_EXERCISE OBJECTIVE:_ Lines from the first one down to the one containing "of input order." in the data below are the only ones needed; please return them exactly, both ends included.
______________________________
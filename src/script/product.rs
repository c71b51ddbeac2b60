//! Scripted product: the top-level API for the pipeline.
//!
//! A product is an ordered set of dated events. Client code parses the
//! event texts, runs `pre_process`, optionally `compile`s, and then
//! evaluates the product against one scenario per Monte-Carlo path:
//!
//! ```text
//! text -> parse -> index -> ifProcess -> domainProcess -> constCondProcess
//!      -> (constProcess + compile) -> evaluate(scenario) -> accumulate
//! ```

use chrono::NaiveDate;
use std::collections::BTreeMap;

use crate::core::{ScriptError, ScriptResult};
use crate::script::ast::Event;
use crate::script::compiler::{compile_events, CompiledEvent};
use crate::script::constcond::const_cond_process;
use crate::script::constproc::const_process;
use crate::script::domainproc::domain_process;
use crate::script::evaluator::{Evaluator, PathEvaluator, Scalar};
use crate::script::executor::{eval_compiled, EvalState};
use crate::script::fuzzy::FuzzyEvaluator;
use crate::script::ifproc::if_process;
use crate::script::indexer::index_variables;
use crate::script::parser::parse_event;
use crate::script::scenario::{Scenario, SimulData};

/// A parsed scripted product, with its analysis results and (optionally)
/// compiled event streams. Immutable once preprocessed, so it can be
/// shared by reference across worker threads.
#[derive(Debug, Clone)]
pub struct Product {
    event_dates: Vec<NaiveDate>,
    events: Vec<Event>,
    var_names: Vec<String>,
    max_nested_ifs: usize,
    compiled: Vec<CompiledEvent>,
}

impl Product {
    /// Build a product from `(date, event text)` pairs. Texts sharing a
    /// date concatenate into a single event, and events are ordered by
    /// date regardless of input order.
    pub fn new<I, S>(events: I) -> ScriptResult<Self>
    where
        I: IntoIterator<Item = (NaiveDate, S)>,
        S: AsRef<str>,
    {
        let mut by_date: BTreeMap<NaiveDate, String> = BTreeMap::new();
        for (date, text) in events {
            let slot = by_date.entry(date).or_default();
            if !slot.is_empty() {
                slot.push(' ');
            }
            slot.push_str(text.as_ref());
        }

        if by_date.is_empty() {
            return Err(ScriptError::EmptyProduct);
        }

        let mut event_dates = Vec::with_capacity(by_date.len());
        let mut parsed = Vec::with_capacity(by_date.len());
        for (date, text) in by_date {
            event_dates.push(date);
            parsed.push(parse_event(&text)?);
        }

        Ok(Self {
            event_dates,
            events: parsed,
            var_names: Vec::new(),
            max_nested_ifs: 0,
            compiled: Vec::new(),
        })
    }

    // --- accessors ---

    pub fn event_dates(&self) -> &[NaiveDate] {
        &self.event_dates
    }

    /// Variable names in index order; empty before `index_variables`.
    pub fn var_names(&self) -> &[String] {
        &self.var_names
    }

    pub fn num_vars(&self) -> usize {
        self.var_names.len()
    }

    /// Statement trees per event, for tooling and tests.
    pub fn events(&self) -> &[Event] {
        &self.events
    }

    pub fn max_nested_ifs(&self) -> usize {
        self.max_nested_ifs
    }

    pub fn compiled_events(&self) -> &[CompiledEvent] {
        &self.compiled
    }

    pub fn is_compiled(&self) -> bool {
        !self.compiled.is_empty()
    }

    /// Indented dump of every event's statement trees.
    pub fn debug_dump(&self) -> String {
        use std::fmt::Write;
        let mut out = String::new();
        for (v, name) in self.var_names.iter().enumerate() {
            let _ = writeln!(out, "var[{v}] = {name}");
        }
        for (date, event) in self.event_dates.iter().zip(&self.events) {
            let _ = writeln!(out, "event {date}");
            for stmt in event {
                out.push_str(&stmt.dump());
            }
        }
        out
    }

    // --- processors ---

    /// Assign dense indices to all variables and record their names.
    pub fn index_variables(&mut self) {
        self.var_names = index_variables(&mut self.events);
    }

    /// Compute per-`IF` affected variables and the maximum nesting depth.
    pub fn if_process(&mut self) -> usize {
        self.max_nested_ifs = if_process(&mut self.events);
        self.max_nested_ifs
    }

    /// Infer domains and mark constant conditions; `fuzzy` also fills the
    /// comparison smoothing metadata.
    pub fn domain_process(&mut self, fuzzy: bool) -> ScriptResult<()> {
        domain_process(&mut self.events, self.var_names.len(), fuzzy)
    }

    /// Eliminate conditions proven always true or always false.
    pub fn const_cond_process(&mut self) {
        const_cond_process(&mut self.events);
    }

    /// Mark constant expressions bottom-up.
    pub fn const_process(&mut self) {
        const_process(&mut self.events, self.var_names.len());
    }

    /// Constant-fold and emit the per-event instruction streams.
    pub fn compile(&mut self) {
        self.const_process();
        self.compiled = compile_events(&self.events);
    }

    /// Full preprocessing: variable indexing always; if/domain/const-cond
    /// analysis unless skipped (fuzzy mode never skips, it needs the
    /// smoothing metadata). Returns the maximum nested-if depth.
    pub fn pre_process(&mut self, fuzzy: bool, skip_domains: bool) -> ScriptResult<usize> {
        self.index_variables();

        if fuzzy || !skip_domains {
            self.if_process();
            self.domain_process(fuzzy)?;
            self.const_cond_process();
        }

        Ok(self.max_nested_ifs)
    }

    // --- factories ---

    pub fn build_evaluator<T: Scalar>(&self) -> Evaluator<T> {
        Evaluator::new(self.var_names.len())
    }

    pub fn build_fuzzy_evaluator<T: Scalar>(&self, def_eps: f64) -> FuzzyEvaluator<T> {
        FuzzyEvaluator::new(self.var_names.len(), self.max_nested_ifs, def_eps)
    }

    pub fn build_eval_state<T: Scalar>(&self) -> EvalState<T> {
        EvalState::new(self.var_names.len())
    }

    /// A zeroed scenario buffer of the right length (numeraires start
    /// at 1 so an unfilled buffer cannot divide by zero).
    pub fn build_scenario<T: Scalar>(&self) -> Scenario<T> {
        vec![
            SimulData { spot: T::from_f64(0.0), numeraire: T::from_f64(1.0) };
            self.event_dates.len()
        ]
    }

    // --- evaluation ---

    /// Evaluate the product in one scenario with a tree evaluator (sharp
    /// or fuzzy). Statements run strictly in event-date order, and in
    /// source order within an event.
    pub fn evaluate<T: Scalar, E: PathEvaluator<T>>(&self, scenario: &Scenario<T>, eval: &mut E) {
        debug_assert_eq!(scenario.len(), self.events.len());
        eval.init();
        for (event, data) in self.events.iter().zip(scenario) {
            eval.eval_event(event, data);
        }
    }

    /// Evaluate the compiled streams in one scenario.
    pub fn evaluate_compiled<T: Scalar>(&self, scenario: &Scenario<T>, state: &mut EvalState<T>) {
        debug_assert_eq!(scenario.len(), self.compiled.len());
        state.init();
        for (event, data) in self.compiled.iter().zip(scenario) {
            eval_compiled(event, data, state);
        }
    }
}
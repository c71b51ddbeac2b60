//! Payoff-script processing pipeline.
//!
//! Event scripts go through a fixed chain of stages:
//!
//! ```text
//! text ── lexer/parser ──> AST
//!     ── indexer ────────> dense variable indices + names
//!     ── ifproc ─────────> per-IF affected variables, max nesting
//!     ── domainproc ─────> domains, always-true/false, fuzzy bounds
//!     ── constcond ──────> dead conditions and branches removed
//!     ── constproc ──────> constant subtrees marked
//!     ── compiler ───────> linear instruction streams per event
//! ```
//!
//! and are then evaluated per Monte-Carlo path by the sharp tree walker,
//! the fuzzy tree walker, or the bytecode executor. [`Product`] drives the
//! whole chain; the individual passes are public for tooling and tests.

pub mod ast;
pub mod compiler;
pub mod constcond;
pub mod constproc;
pub mod domainproc;
pub mod evaluator;
pub mod executor;
pub mod fuzzy;
pub mod ifproc;
pub mod indexer;
pub mod lexer;
pub mod parser;
pub mod product;
pub mod scenario;

pub use ast::{CompInfo, Cond, CondKind, Event, Expr, ExprKind, IfBlock, Statement, VarRef};
pub use compiler::{CompiledEvent, Instr};
pub use evaluator::{Evaluator, PathEvaluator, Scalar};
pub use executor::EvalState;
pub use fuzzy::FuzzyEvaluator;
pub use product::Product;
pub use scenario::{Scenario, SimulData};
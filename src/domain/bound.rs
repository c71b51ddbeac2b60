//! Interval endpoints.
//!
//! A bound is either infinite or a finite value tagged open/closed. The
//! same finite value ranks differently depending on which side of an
//! interval it sits: as a left bound, `(0` lies strictly right of `[0`;
//! as a right bound, `0)` lies strictly left of `0]`. Comparisons are
//! therefore positional, via [`Bound::left_key`] and [`Bound::right_key`].

use std::cmp::Ordering;

#[derive(Debug, Clone, Copy, PartialEq)]
pub enum Bound {
    MinusInfinity,
    Finite { value: f64, closed: bool },
    PlusInfinity,
}

impl Bound {
    #[inline]
    pub fn closed(value: f64) -> Self {
        Self::Finite { value, closed: true }
    }

    #[inline]
    pub fn open(value: f64) -> Self {
        Self::Finite { value, closed: false }
    }

    /// Finite value, or the signed infinity this bound stands for.
    #[inline]
    pub fn value(self) -> f64 {
        match self {
            Self::MinusInfinity => f64::NEG_INFINITY,
            Self::Finite { value, .. } => value,
            Self::PlusInfinity => f64::INFINITY,
        }
    }

    /// Whether the bound value itself belongs to the interval.
    /// Infinite bounds are never attained.
    #[inline]
    pub fn is_closed(self) -> bool {
        matches!(self, Self::Finite { closed: true, .. })
    }

    #[inline]
    pub fn is_finite(self) -> bool {
        matches!(self, Self::Finite { .. })
    }

    /// Positional key when used as a left bound: an open left bound sits
    /// just right of the closed one at the same value.
    #[inline]
    pub fn left_key(self) -> (f64, i8) {
        match self {
            Self::MinusInfinity => (f64::NEG_INFINITY, 0),
            Self::Finite { value, closed } => (value, if closed { 0 } else { 1 }),
            Self::PlusInfinity => (f64::INFINITY, 0),
        }
    }

    /// Positional key when used as a right bound: an open right bound sits
    /// just left of the closed one at the same value.
    #[inline]
    pub fn right_key(self) -> (f64, i8) {
        match self {
            Self::MinusInfinity => (f64::NEG_INFINITY, 0),
            Self::Finite { value, closed } => (value, if closed { 0 } else { -1 }),
            Self::PlusInfinity => (f64::INFINITY, 0),
        }
    }

    #[inline]
    pub fn cmp_as_left(self, other: Self) -> Ordering {
        cmp_key(self.left_key(), other.left_key())
    }

    #[inline]
    pub fn cmp_as_right(self, other: Self) -> Ordering {
        cmp_key(self.right_key(), other.right_key())
    }

    /// Negation flips direction: a left bound becomes a right bound of the
    /// reflected interval and vice versa. Openness is preserved.
    #[inline]
    pub fn neg(self) -> Self {
        match self {
            Self::MinusInfinity => Self::PlusInfinity,
            Self::PlusInfinity => Self::MinusInfinity,
            Self::Finite { value, closed } => Self::Finite { value: -value, closed },
        }
    }

    /// Sum of two same-side bounds. Any infinite operand dominates; a finite
    /// sum is attained only when both operands are.
    #[inline]
    pub fn add(self, other: Self) -> Self {
        match (self, other) {
            (Self::MinusInfinity, _) | (_, Self::MinusInfinity) => Self::MinusInfinity,
            (Self::PlusInfinity, _) | (_, Self::PlusInfinity) => Self::PlusInfinity,
            (
                Self::Finite { value: a, closed: ca },
                Self::Finite { value: b, closed: cb },
            ) => Self::Finite { value: a + b, closed: ca && cb },
        }
    }

    /// Builds a bound from a raw value, mapping infinities onto the infinite
    /// variants (which are open by nature).
    #[inline]
    pub fn from_value(value: f64, closed: bool) -> Self {
        if value == f64::NEG_INFINITY {
            Self::MinusInfinity
        } else if value == f64::INFINITY {
            Self::PlusInfinity
        } else {
            Self::Finite { value, closed }
        }
    }
}

#[inline]
fn cmp_key(a: (f64, i8), b: (f64, i8)) -> Ordering {
    a.0.partial_cmp(&b.0)
        .unwrap_or(Ordering::Equal)
        .then(a.1.cmp(&b.1))
}

impl std::fmt::Display for Bound {
    fn fmt(&self, f: &mut std::fmt::Formatter<'_>) -> std::fmt::Result {
        match self {
            Self::MinusInfinity => write!(f, "-inf"),
            Self::PlusInfinity => write!(f, "+inf"),
            Self::Finite { value, closed } => {
                write!(f, "{value}{}", if *closed { "" } else { "*" })
            }
        }
    }
}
______________________________
_TASK SOLUTION:_
filename src/script/product.rs
repository c71b51ddbeac2b60
//! Scripted product: the top-level API for the pipeline.
//!
//! A product is an ordered set of dated events. Client code parses the
//! event texts, runs `pre_process`, optionally `compile`s, and then
//! evaluates the product against one scenario per Monte-Carlo path:
//!
//! ```text
//! text -> parse -> index -> ifProcess -> domainProcess -> constCondProcess
//!      -> (constProcess + compile) -> evaluate(scenario) -> accumulate
//! ```

use chrono::NaiveDate;
use std::collections::BTreeMap;

use crate::core::{ScriptError, ScriptResult};
use crate::script::ast::Event;
use crate::script::compiler::{compile_events, CompiledEvent};
use crate::script::constcond::const_cond_process;
use crate::script::constproc::const_process;
use crate::script::domainproc::domain_process;
use crate::script::evaluator::{Evaluator, PathEvaluator, Scalar};
use crate::script::executor::{eval_compiled, EvalState};
use crate::script::fuzzy::FuzzyEvaluator;
use crate::script::ifproc::if_process;
use crate::script::indexer::index_variables;
use crate::script::parser::parse_event;
use crate::script::scenario::{Scenario, SimulData};

/// A parsed scripted product, with its analysis results and (optionally)
/// compiled event streams. Immutable once preprocessed, so it can be
/// shared by reference across worker threads.
#[derive(Debug, Clone)]
pub struct Product {
    event_dates: Vec<NaiveDate>,
    events: Vec<Event>,
    var_names: Vec<String>,
    max_nested_ifs: usize,
    compiled: Vec<CompiledEvent>,
}

impl Product {
    /// Build a product from `(date, event text)` pairs. Texts sharing a
    /// date concatenate into a single event, and events are ordered by
    /// date regardless of input order.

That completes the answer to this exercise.